Within the entries below, find each line containing the word "Dialed" and copy it.

-- Data provided --
○ ○ ○ ○ ○ ○ ○
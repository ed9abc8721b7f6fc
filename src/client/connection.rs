//! Single-socket RESP connection with handshake and serialized access
//!
//! Every operation that touches the stream runs under one mutex, so a
//! request/response cycle (or a whole pipeline, see [`Batch`]) is never
//! interleaved with another caller's traffic.
//!
//! Any transport or protocol failure while sending, flushing or receiving
//! closes the connection: a partially written or partially read stream
//! cannot be resynchronized. Server error replies (`-ERR ...`) are ordinary
//! values and leave the connection usable.
//!
//! Socket reads and writes carry no deadline unless `read_timeout_ms` /
//! `write_timeout_ms` are configured. Without them a stalled peer blocks the
//! lock holder, and every other caller of this connection, indefinitely.

use std::io::{BufReader, Write};
use std::sync::atomic::{AtomicBool, Ordering};

use parking_lot::{Mutex, MutexGuard};
use tracing::{debug, warn};

use super::batch::Batch;
use super::transport::{self, Dialed, SocketShutdown, Transport};
use crate::config::{RedisConfig, RedisType};
use crate::utils::{ConnectionError, RespDecoder, RespEncoder, RespValue};

pub const READER_BUFFER_SIZE: usize = 512 * 1024;
pub const WRITER_BUFFER_SIZE: usize = 1024 * 1024;

/// Buffered reader/writer pair over the socket
///
/// Encoded commands accumulate in `encoder` and reach the socket once the
/// buffer passes `WRITER_BUFFER_SIZE` or on an explicit flush.
pub(crate) struct Wire {
    reader: BufReader<Box<dyn Transport>>,
    encoder: RespEncoder,
}

impl Wire {
    fn new(stream: Box<dyn Transport>) -> Self {
        Self {
            reader: BufReader::with_capacity(READER_BUFFER_SIZE, stream),
            encoder: RespEncoder::with_capacity(16 * 1024),
        }
    }

    pub(crate) fn send<A: AsRef<[u8]>>(&mut self, cmd: &str, args: &[A]) -> Result<(), ConnectionError> {
        self.encoder.encode_parts(cmd, args);
        if self.encoder.len() >= WRITER_BUFFER_SIZE {
            self.drain()?;
        }
        Ok(())
    }

    pub(crate) fn flush(&mut self) -> Result<(), ConnectionError> {
        self.drain()?;
        self.reader.get_mut().flush()?;
        Ok(())
    }

    pub(crate) fn receive(&mut self) -> Result<RespValue, ConnectionError> {
        let mut decoder = RespDecoder::new(&mut self.reader);
        Ok(decoder.decode()?)
    }

    fn drain(&mut self) -> Result<(), ConnectionError> {
        if self.encoder.is_empty() {
            return Ok(());
        }
        let res = self.reader.get_mut().write_all(self.encoder.as_bytes());
        self.encoder.clear();
        res.map_err(ConnectionError::from)
    }
}

/// Connection to one node
///
/// Lifecycle: dial, optional AUTH, PING, ready, closed. Construction only
/// returns a connection that passed the whole handshake.
pub struct RedisConn {
    wire: Mutex<Wire>,
    shutdown: Box<dyn SocketShutdown>,
    closed: AtomicBool,
    config: RedisConfig,
}

impl RedisConn {
    /// Dial `config.addresses[0]` and run the handshake
    pub fn connect(config: RedisConfig) -> Result<Self, ConnectionError> {
        let Dialed { stream, shutdown } = transport::dial(&config)?;
        Self::establish(config, stream, shutdown)
    }

    /// Run the handshake over an already connected transport
    ///
    /// On failure the transport is shut down before the error is returned.
    pub(crate) fn establish(
        config: RedisConfig,
        stream: Box<dyn Transport>,
        shutdown: Box<dyn SocketShutdown>,
    ) -> Result<Self, ConnectionError> {
        let conn = Self {
            wire: Mutex::new(Wire::new(stream)),
            shutdown,
            closed: AtomicBool::new(false),
            config,
        };

        if let Err(e) = conn.handshake() {
            debug!("handshake with {} failed: {}", conn.display_address(), e);
            let _ = conn.close();
            return Err(e);
        }
        Ok(conn)
    }

    fn handshake(&self) -> Result<(), ConnectionError> {
        let address = self.display_address().to_string();

        if let Some((password, username)) = self.config.credentials() {
            let reply = match username {
                Some(user) => self.do_cmd("AUTH", &[user, password]),
                None => self.do_cmd("AUTH", &[password]),
            }
            .map_err(|e| ConnectionError::AuthFailed {
                address: address.clone(),
                reason: e.to_string(),
            })?;

            match reply {
                RespValue::SimpleString(s) if s == "OK" => {}
                RespValue::Error(e) => {
                    return Err(ConnectionError::AuthFailed { address, reason: e });
                }
                other => {
                    return Err(ConnectionError::AuthFailed {
                        address,
                        reason: format!("unexpected reply: {:?}", other),
                    });
                }
            }
        }

        let reply = self
            .do_cmd::<&str>("PING", &[])
            .map_err(|e| ConnectionError::PingFailed {
                address: address.clone(),
                reason: e.to_string(),
            })?;
        match reply {
            RespValue::SimpleString(s) if s == "PONG" => {
                debug!("connection to {} ready", address);
                Ok(())
            }
            other => Err(ConnectionError::PingFailed {
                address,
                reason: format!("unexpected reply: {:?}", other),
            }),
        }
    }

    fn display_address(&self) -> &str {
        self.config.address().unwrap_or("<none>")
    }

    /// Lock the stream for one operation or one whole pipeline
    pub(crate) fn lock_wire(&self) -> Result<MutexGuard<'_, Wire>, ConnectionError> {
        let wire = self.wire.lock();
        if self.is_closed() {
            return Err(ConnectionError::Closed);
        }
        Ok(wire)
    }

    /// Run `op` under the lock; any error closes the connection
    pub(crate) fn with_wire<T, F>(&self, op: F) -> Result<T, ConnectionError>
    where
        F: FnOnce(&mut Wire) -> Result<T, ConnectionError>,
    {
        let mut wire = self.lock_wire()?;
        op(&mut wire).map_err(|e| {
            self.abort(&e);
            e
        })
    }

    fn abort(&self, err: &ConnectionError) {
        if !self.is_closed() {
            debug!("closing connection to {} after error: {}", self.display_address(), err);
        }
        let _ = self.close();
    }

    /// Send one command, flush, and block for its reply
    pub fn do_cmd<A: AsRef<[u8]>>(&self, cmd: &str, args: &[A]) -> Result<RespValue, ConnectionError> {
        self.with_wire(|wire| {
            wire.send(cmd, args)?;
            wire.flush()?;
            wire.receive()
        })
    }

    /// Queue one command without flushing
    pub fn send<A: AsRef<[u8]>>(&self, cmd: &str, args: &[A]) -> Result<(), ConnectionError> {
        self.with_wire(|wire| wire.send(cmd, args))
    }

    pub fn send_and_flush<A: AsRef<[u8]>>(&self, cmd: &str, args: &[A]) -> Result<(), ConnectionError> {
        self.with_wire(|wire| {
            wire.send(cmd, args)?;
            wire.flush()
        })
    }

    pub fn flush(&self) -> Result<(), ConnectionError> {
        self.with_wire(|wire| wire.flush())
    }

    /// Block for one reply
    pub fn receive(&self) -> Result<RespValue, ConnectionError> {
        self.with_wire(|wire| wire.receive())
    }

    /// Open a pipeline bound to this connection; no lock is taken until it runs
    pub fn new_batch(&self) -> Batch<'_> {
        Batch::new(self)
    }

    /// Close the socket; only the first call has any effect
    ///
    /// Callers blocked on the socket are woken with a transport error.
    pub fn close(&self) -> Result<(), ConnectionError> {
        if self
            .closed
            .compare_exchange(false, true, Ordering::AcqRel, Ordering::Acquire)
            .is_ok()
        {
            if let Err(e) = self.shutdown.shutdown() {
                warn!("close connection to {} failed: {}", self.display_address(), e);
                return Err(e.into());
            }
        }
        Ok(())
    }

    pub fn is_closed(&self) -> bool {
        self.closed.load(Ordering::Acquire)
    }

    pub fn redis_type(&self) -> RedisType {
        RedisType::Standalone
    }

    pub fn addresses(&self) -> &[String] {
        &self.config.addresses
    }

    pub fn external_service(&self) -> Option<&str> {
        self.config.external_service.as_deref()
    }

    pub fn internal_service(&self) -> Option<&str> {
        self.config.internal_service.as_deref()
    }

    pub fn config(&self) -> &RedisConfig {
        &self.config
    }
}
○ ○ ○ ○ ○ ○ ○
-- Solution --
use super::transport::{self, Dialed, SocketShutdown, Transport};
        let Dialed { stream, shutdown } = transport::dial(&config)?;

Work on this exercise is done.